> _Data shown_

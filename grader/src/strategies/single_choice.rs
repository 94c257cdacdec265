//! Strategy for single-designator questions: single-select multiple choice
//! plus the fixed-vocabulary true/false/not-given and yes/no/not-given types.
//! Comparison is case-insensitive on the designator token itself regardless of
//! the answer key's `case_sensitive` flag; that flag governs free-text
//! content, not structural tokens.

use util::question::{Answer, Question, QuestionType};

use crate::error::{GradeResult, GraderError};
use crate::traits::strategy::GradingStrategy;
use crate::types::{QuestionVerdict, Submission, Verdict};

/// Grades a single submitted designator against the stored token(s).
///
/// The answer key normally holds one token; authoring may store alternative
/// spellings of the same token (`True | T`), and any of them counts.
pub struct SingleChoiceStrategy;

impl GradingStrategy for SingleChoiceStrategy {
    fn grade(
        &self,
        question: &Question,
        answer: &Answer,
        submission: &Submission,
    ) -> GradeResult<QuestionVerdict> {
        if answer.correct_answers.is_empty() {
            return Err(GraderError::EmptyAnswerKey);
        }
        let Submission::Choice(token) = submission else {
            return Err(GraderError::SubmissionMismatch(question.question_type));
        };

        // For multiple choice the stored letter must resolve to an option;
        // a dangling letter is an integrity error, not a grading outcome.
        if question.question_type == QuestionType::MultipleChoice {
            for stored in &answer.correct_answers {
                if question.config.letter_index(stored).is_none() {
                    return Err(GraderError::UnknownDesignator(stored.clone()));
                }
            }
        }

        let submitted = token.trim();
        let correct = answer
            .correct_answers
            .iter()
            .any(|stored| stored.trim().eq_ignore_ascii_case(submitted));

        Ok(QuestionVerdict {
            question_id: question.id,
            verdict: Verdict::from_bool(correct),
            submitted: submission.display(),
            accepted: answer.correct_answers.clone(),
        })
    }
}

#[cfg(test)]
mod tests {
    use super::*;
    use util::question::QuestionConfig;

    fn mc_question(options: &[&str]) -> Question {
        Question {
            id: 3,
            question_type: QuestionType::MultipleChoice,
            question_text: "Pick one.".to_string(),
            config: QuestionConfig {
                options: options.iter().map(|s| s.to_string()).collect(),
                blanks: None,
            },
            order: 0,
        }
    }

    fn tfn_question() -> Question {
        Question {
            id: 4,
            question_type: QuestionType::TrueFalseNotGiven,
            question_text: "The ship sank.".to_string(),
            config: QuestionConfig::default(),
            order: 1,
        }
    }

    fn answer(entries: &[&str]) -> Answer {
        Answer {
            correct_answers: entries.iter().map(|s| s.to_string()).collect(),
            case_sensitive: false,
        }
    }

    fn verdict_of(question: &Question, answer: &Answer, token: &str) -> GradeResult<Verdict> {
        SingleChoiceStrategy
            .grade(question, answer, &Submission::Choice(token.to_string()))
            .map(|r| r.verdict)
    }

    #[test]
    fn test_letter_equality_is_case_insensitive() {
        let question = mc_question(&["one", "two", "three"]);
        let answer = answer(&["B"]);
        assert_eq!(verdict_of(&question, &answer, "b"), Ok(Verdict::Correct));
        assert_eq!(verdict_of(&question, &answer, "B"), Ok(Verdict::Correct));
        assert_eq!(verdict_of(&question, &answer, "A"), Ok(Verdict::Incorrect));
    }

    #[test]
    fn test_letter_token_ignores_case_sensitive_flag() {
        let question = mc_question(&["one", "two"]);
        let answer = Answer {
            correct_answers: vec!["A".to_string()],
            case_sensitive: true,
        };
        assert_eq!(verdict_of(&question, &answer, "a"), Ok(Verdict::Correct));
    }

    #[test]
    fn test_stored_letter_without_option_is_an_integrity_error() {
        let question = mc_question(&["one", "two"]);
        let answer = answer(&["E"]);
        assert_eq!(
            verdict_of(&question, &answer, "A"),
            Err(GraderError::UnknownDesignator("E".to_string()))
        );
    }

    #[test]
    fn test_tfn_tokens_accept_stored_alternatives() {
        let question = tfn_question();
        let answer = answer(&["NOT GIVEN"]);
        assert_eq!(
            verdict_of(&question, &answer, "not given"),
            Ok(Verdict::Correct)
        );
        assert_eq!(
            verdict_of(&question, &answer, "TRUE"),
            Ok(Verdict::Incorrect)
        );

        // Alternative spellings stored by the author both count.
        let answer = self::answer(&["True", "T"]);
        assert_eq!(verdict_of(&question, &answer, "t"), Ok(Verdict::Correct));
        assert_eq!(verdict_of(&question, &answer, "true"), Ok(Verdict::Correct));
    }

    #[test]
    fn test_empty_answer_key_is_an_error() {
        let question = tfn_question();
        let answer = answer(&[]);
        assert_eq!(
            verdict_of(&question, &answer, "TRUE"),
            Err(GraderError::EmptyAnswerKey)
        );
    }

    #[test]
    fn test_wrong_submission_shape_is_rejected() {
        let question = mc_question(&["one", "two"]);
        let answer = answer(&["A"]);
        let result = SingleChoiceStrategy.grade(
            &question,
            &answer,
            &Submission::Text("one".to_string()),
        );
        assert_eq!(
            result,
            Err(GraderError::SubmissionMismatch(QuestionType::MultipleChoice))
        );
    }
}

> _Instructions for the task_
The whole of the material above should be given again exactly.

> _Answer space_
filename grader/src/strategies/single_choice.rs
repository 94c257cdacdec265
//! Strategy for single-designator questions: single-select multiple choice
//! plus the fixed-vocabulary true/false/not-given and yes/no/not-given types.
//! Comparison is case-insensitive on the designator token itself regardless of
//! the answer key's `case_sensitive` flag; that flag governs free-text
//! content, not structural tokens.

use util::question::{Answer, Question, QuestionType};

use crate::error::{GradeResult, GraderError};
use crate::traits::strategy::GradingStrategy;
use crate::types::{QuestionVerdict, Submission, Verdict};

/// Grades a single submitted designator against the stored token(s).
///
/// The answer key normally holds one token; authoring may store alternative
/// spellings of the same token (`True | T`), and any of them counts.
pub struct SingleChoiceStrategy;

impl GradingStrategy for SingleChoiceStrategy {
    fn grade(
        &self,
        question: &Question,
        answer: &Answer,
        submission: &Submission,
    ) -> GradeResult<QuestionVerdict> {
        if answer.correct_answers.is_empty() {
            return Err(GraderError::EmptyAnswerKey);
        }
        let Submission::Choice(token) = submission else {
            return Err(GraderError::SubmissionMismatch(question.question_type));
        };

        // For multiple choice the stored letter must resolve to an option;
        // a dangling letter is an integrity error, not a grading outcome.
        if question.question_type == QuestionType::MultipleChoice {
            for stored in &answer.correct_answers {
                if question.config.letter_index(stored).is_none() {
                    return Err(GraderError::UnknownDesignator(stored.clone()));
                }
            }
        }

        let submitted = token.trim();
        let correct = answer
            .correct_answers
            .iter()
            .any(|stored| stored.trim().eq_ignore_ascii_case(submitted));

        Ok(QuestionVerdict {
            question_id: question.id,
            verdict: Verdict::from_bool(correct),
            submitted: submission.display(),
            accepted: answer.correct_answers.clone(),
        })
    }
}

#[cfg(test)]
mod tests {
    use super::*;
    use util::question::QuestionConfig;

    fn mc_question(options: &[&str]) -> Question {
        Question {
            id: 3,
            question_type: QuestionType::MultipleChoice,
            question_text: "Pick one.".to_string(),
            config: QuestionConfig {
                options: options.iter().map(|s| s.to_string()).collect(),
                blanks: None,
            },
            order: 0,
        }
    }

    fn tfn_question() -> Question {
        Question {
            id: 4,
            question_type: QuestionType::TrueFalseNotGiven,
            question_text: "The ship sank.".to_string(),
            config: QuestionConfig::default(),
            order: 1,
        }
    }

    fn answer(entries: &[&str]) -> Answer {
        Answer {
            correct_answers: entries.iter().map(|s| s.to_string()).collect(),
            case_sensitive: false,
        }
    }

    fn verdict_of(question: &Question, answer: &Answer, token: &str) -> GradeResult<Verdict> {
        SingleChoiceStrategy
            .grade(question, answer, &Submission::Choice(token.to_string()))
            .map(|r| r.verdict)
    }

    #[test]
    fn test_letter_equality_is_case_insensitive() {
        let question = mc_question(&["one", "two", "three"]);
        let answer = answer(&["B"]);
        assert_eq!(verdict_of(&question, &answer, "b"), Ok(Verdict::Correct));
        assert_eq!(verdict_of(&question, &answer, "B"), Ok(Verdict::Correct));
        assert_eq!(verdict_of(&question, &answer, "A"), Ok(Verdict::Incorrect));
    }

    #[test]
    fn test_letter_token_ignores_case_sensitive_flag() {
        let question = mc_question(&["one", "two"]);
        let answer = Answer {
            correct_answers: vec!["A".to_string()],
            case_sensitive: true,
        };
        assert_eq!(verdict_of(&question, &answer, "a"), Ok(Verdict::Correct));
    }

    #[test]
    fn test_stored_letter_without_option_is_an_integrity_error() {
        let question = mc_question(&["one", "two"]);
        let answer = answer(&["E"]);
        assert_eq!(
            verdict_of(&question, &answer, "A"),
            Err(GraderError::UnknownDesignator("E".to_string()))
        );
    }

    #[test]
    fn test_tfn_tokens_accept_stored_alternatives() {
        let question = tfn_question();
        let answer = answer(&["NOT GIVEN"]);
        assert_eq!(
            verdict_of(&question, &answer, "not given"),
            Ok(Verdict::Correct)
        );
        assert_eq!(
            verdict_of(&question, &answer, "TRUE"),
            Ok(Verdict::Incorrect)
        );

        // Alternative spellings stored by the author both count.
        let answer = self::answer(&["True", "T"]);
        assert_eq!(verdict_of(&question, &answer, "t"), Ok(Verdict::Correct));
        assert_eq!(verdict_of(&question, &answer, "true"), Ok(Verdict::Correct));
    }

    #[test]
    fn test_empty_answer_key_is_an_error() {
        let question = tfn_question();
        let answer = answer(&[]);
        assert_eq!(
            verdict_of(&question, &answer, "TRUE"),
            Err(GraderError::EmptyAnswerKey)
        );
    }

    #[test]
    fn test_wrong_submission_shape_is_rejected() {
        let question = mc_question(&["one", "two"]);
        let answer = answer(&["A"]);
        let result = SingleChoiceStrategy.grade(
            &question,
            &answer,
            &Submission::Text("one".to_string()),
        );
        assert_eq!(
            result,
            Err(GraderError::SubmissionMismatch(QuestionType::MultipleChoice))
        );
    }
}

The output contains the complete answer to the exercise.